Knorr decided to intervene immediately, and sent ashore a landing party of some three hundred men from Bismarck and Olga to arrest the leaders of the anti-German tribes and destroy their villages. The troops from Bismarck that went ashore on 20 December brought with them a pair of field guns, one of 8.8 cm and the other of 3.7 cm. They landed north of Hickorytown, while the men from Olga went ashore south of the village with an 8.8 cm gun of their own. The Germans fought their way into the town, forcing the local forces to retreat into the mangrove forest, where they could not easily be pursued. Then-Lieutenant Reinhard Scheer led the landing party from Bismarck during this operation. While this operation was underway, Knorr received word that other hostile locals had attacked the trading post operated by Jantzen & Thormählen in Joss Town and had captured the company's local manager, who was later murdered. Knorr sent Olga upriver to shell enemy positions, and on 22 December, the landing parties returned to their ships, having lost one man killed aboard Olga and eight men wounded between the two ships.
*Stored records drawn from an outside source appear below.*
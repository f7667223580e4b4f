//! OAuth 2.0 username-password flow.

use std::sync::Mutex;
use std::time::{Duration, Instant};

use base64::Engine;
use chrono::{DateTime, Utc};
use futures::future::BoxFuture;
use hmac::{Hmac, Mac};
use serde::Deserialize;
use sha2::{Digest, Sha256};
use tracing::{info, instrument, warn};

use busbar_sf_client::{sanitize_error_message, ClientConfig};

use crate::error::{Error, ErrorKind, Result};
use crate::provider::Authenticator;
use crate::settings::ConnectionSettings;
use crate::token::AuthToken;

/// How long a rejected credential set is not tried again.
pub const FAILED_LOGIN_COOLDOWN: Duration = Duration::from_secs(300);

/// Logs in with `grant_type=password` against the connected app.
///
/// A credential set that was rejected is remembered (as a SHA-256
/// fingerprint, not in clear text) and refused locally for
/// [`FAILED_LOGIN_COOLDOWN`], so a misconfigured password cannot lock the
/// account through repeated attempts. Changing any credential clears this.
pub struct PasswordAuth {
    settings: ConnectionSettings,
    http_client: reqwest::Client,
    last_failure: Mutex<Option<FailedLogin>>,
}

#[derive(Debug, Clone, Copy)]
struct FailedLogin {
    fingerprint: [u8; 32],
    at: Instant,
}

impl std::fmt::Debug for PasswordAuth {
    fn fmt(&self, f: &mut std::fmt::Formatter<'_>) -> std::fmt::Result {
        f.debug_struct("PasswordAuth")
            .field("settings", &self.settings)
            .finish_non_exhaustive()
    }
}

impl PasswordAuth {
    /// Create an authenticator with default transport timeouts.
    pub fn new(settings: ConnectionSettings) -> Result<Self> {
        Self::with_client_config(settings, &ClientConfig::default())
    }

    /// Create an authenticator using the timeouts and user agent of `config`,
    /// normally the `client` settings of the alias it logs in for.
    pub fn with_client_config(settings: ConnectionSettings, config: &ClientConfig) -> Result<Self> {
        settings.validate()?;
        let http_client = reqwest::Client::builder()
            .timeout(config.timeout)
            .connect_timeout(config.connect_timeout)
            .user_agent(&config.user_agent)
            .build()
            .map_err(|e| Error::with_source(ErrorKind::Config(e.to_string()), e))?;

        Ok(Self {
            settings,
            http_client,
            last_failure: Mutex::new(None),
        })
    }

    /// The settings this authenticator logs in with.
    pub fn settings(&self) -> &ConnectionSettings {
        &self.settings
    }

    /// Perform the token request.
    ///
    /// Credentials are not logged.
    #[instrument(skip(self), fields(username = %self.settings.username(), host = %self.settings.host()))]
    pub async fn login(&self) -> Result<AuthToken> {
        let fingerprint = self.fingerprint();
        if let Some(failure) = *self.failure_slot() {
            if failure.fingerprint == fingerprint && failure.at.elapsed() < FAILED_LOGIN_COOLDOWN {
                return Err(Error::new(ErrorKind::RepeatedFailure {
                    username: self.settings.username().to_string(),
                    cooldown_secs: FAILED_LOGIN_COOLDOWN.as_secs(),
                }));
            }
        }

        let params = [
            ("grant_type", "password"),
            ("client_id", self.settings.consumer_key()),
            ("client_secret", self.settings.consumer_secret()),
            ("username", self.settings.username()),
            ("password", self.settings.password()),
        ];
        let body = serde_urlencoded::to_string(params)?;

        let response = self
            .http_client
            .post(self.settings.token_url())
            .header("Content-Type", "application/x-www-form-urlencoded")
            .body(body)
            .send()
            .await?;

        let status = response.status();
        let text = response.text().await?;

        if !status.is_success() {
            return Err(match serde_json::from_str::<OAuthErrorResponse>(&text) {
                Ok(error) => {
                    warn!(error = %error.error, "Login rejected");
                    *self.failure_slot() = Some(FailedLogin {
                        fingerprint,
                        at: Instant::now(),
                    });
                    Error::new(ErrorKind::OAuth {
                        error: error.error,
                        description: sanitize_error_message(&error.error_description),
                    })
                }
                Err(_) => Error::new(ErrorKind::Http(format!(
                    "token endpoint returned {}: {}",
                    status.as_u16(),
                    sanitize_error_message(&text)
                ))),
            });
        }

        let token: TokenResponse = serde_json::from_str(&text)?;
        if let Some(ref signature) = token.signature {
            verify_signature(
                self.settings.consumer_secret(),
                token.id.as_deref().unwrap_or_default(),
                token.issued_at.as_deref().unwrap_or_default(),
                signature,
            )?;
        }

        *self.failure_slot() = None;
        info!(instance_url = %token.instance_url, "Logged in");
        Ok(token.into_auth_token())
    }

    fn fingerprint(&self) -> [u8; 32] {
        let mut hasher = Sha256::new();
        for part in [
            self.settings.host(),
            self.settings.consumer_key(),
            self.settings.consumer_secret(),
            self.settings.username(),
            self.settings.password(),
        ] {
            hasher.update(part.as_bytes());
            hasher.update([0u8]);
        }
        let mut fingerprint = [0u8; 32];
        fingerprint.copy_from_slice(&hasher.finalize());
        fingerprint
    }

    fn failure_slot(&self) -> std::sync::MutexGuard<'_, Option<FailedLogin>> {
        self.last_failure
            .lock()
            .unwrap_or_else(std::sync::PoisonError::into_inner)
    }
}

impl Authenticator for PasswordAuth {
    fn authenticate(&self) -> BoxFuture<'_, Result<AuthToken>> {
        Box::pin(self.login())
    }
}

/// Check `signature == base64(HMAC-SHA256(consumer_secret, id + issued_at))`.
pub(crate) fn verify_signature(
    consumer_secret: &str,
    id: &str,
    issued_at: &str,
    signature: &str,
) -> Result<()> {
    let expected = base64::engine::general_purpose::STANDARD
        .decode(signature)
        .map_err(|_| Error::new(ErrorKind::InvalidSignature))?;
    let mut mac = Hmac::<Sha256>::new_from_slice(consumer_secret.as_bytes())
        .map_err(|_| Error::new(ErrorKind::InvalidSignature))?;
    mac.update(id.as_bytes());
    mac.update(issued_at.as_bytes());
    mac.verify_slice(&expected)
        .map_err(|_| Error::new(ErrorKind::InvalidSignature))
}

/// Token response from the OAuth token endpoint.
///
/// The access token and signature are redacted in Debug output.
#[derive(Clone, Deserialize)]
pub struct TokenResponse {
    /// Access token.
    pub access_token: String,
    /// Instance URL.
    pub instance_url: String,
    /// User ID URL.
    #[serde(default)]
    pub id: Option<String>,
    /// Token type (usually "Bearer").
    #[serde(default)]
    pub token_type: Option<String>,
    /// Signature for verification.
    #[serde(default)]
    pub signature: Option<String>,
    /// Issue time in milliseconds since the epoch, as a string.
    #[serde(default)]
    pub issued_at: Option<String>,
}

impl std::fmt::Debug for TokenResponse {
    fn fmt(&self, f: &mut std::fmt::Formatter<'_>) -> std::fmt::Result {
        f.debug_struct("TokenResponse")
            .field("access_token", &"[REDACTED]")
            .field("instance_url", &self.instance_url)
            .field("id", &self.id)
            .field("token_type", &self.token_type)
            .field("signature", &self.signature.as_ref().map(|_| "[REDACTED]"))
            .field("issued_at", &self.issued_at)
            .finish()
    }
}

impl TokenResponse {
    /// Convert into the token cached per alias.
    pub fn into_auth_token(self) -> AuthToken {
        let issued_at: Option<DateTime<Utc>> = self
            .issued_at
            .as_deref()
            .and_then(|ms| ms.parse::<i64>().ok())
            .and_then(DateTime::from_timestamp_millis);
        let token = AuthToken::new(self.access_token, self.instance_url);
        match issued_at {
            Some(at) => token.with_issued_at(at),
            None => token,
        }
    }
}

/// OAuth error response.
#[derive(Debug, Deserialize)]
struct OAuthErrorResponse {
    error: String,
    #[serde(default)]
    error_description: String,
}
Bismarck and Olga remained in the area through January 1885, by which time the unrest had subsided. In March, the Germans succeeded in compelling the local rulers to hand over the murderer of Jantzen & Thormählen's manager, who they executed. Knorr detached Möwe, which had arrived in the area on 31 December 1884, to East Africa to join Gneisenau, and on 31 March 1885, the gunboat arrived to relieve Olga, which returned to Germany in company with Adler. Knorr temporarily reassigned Möwe to carry the German Commissioner for West Africa, Gustav Nachtigal, back to Germany; Nachtigal had fallen seriously ill, and he died while en route, allowing Möwe to instead proceed to East Africa as originally planned. While this went on, Bismarck continued to patrol off Cameroon until Knorr received orders to join the rest of his ships in East Africa, though he was delayed until 7 July, as he had to wait on the arrival of Julius von Soden, the first governor of the colony of Kamerun. In the meantime, Bismarck carried out surveying work in the Wouri delta and assisted in marking the official border between German Togoland and French Dahomey. At this time, the second station ship, the gunboat, also arrived in West Africa.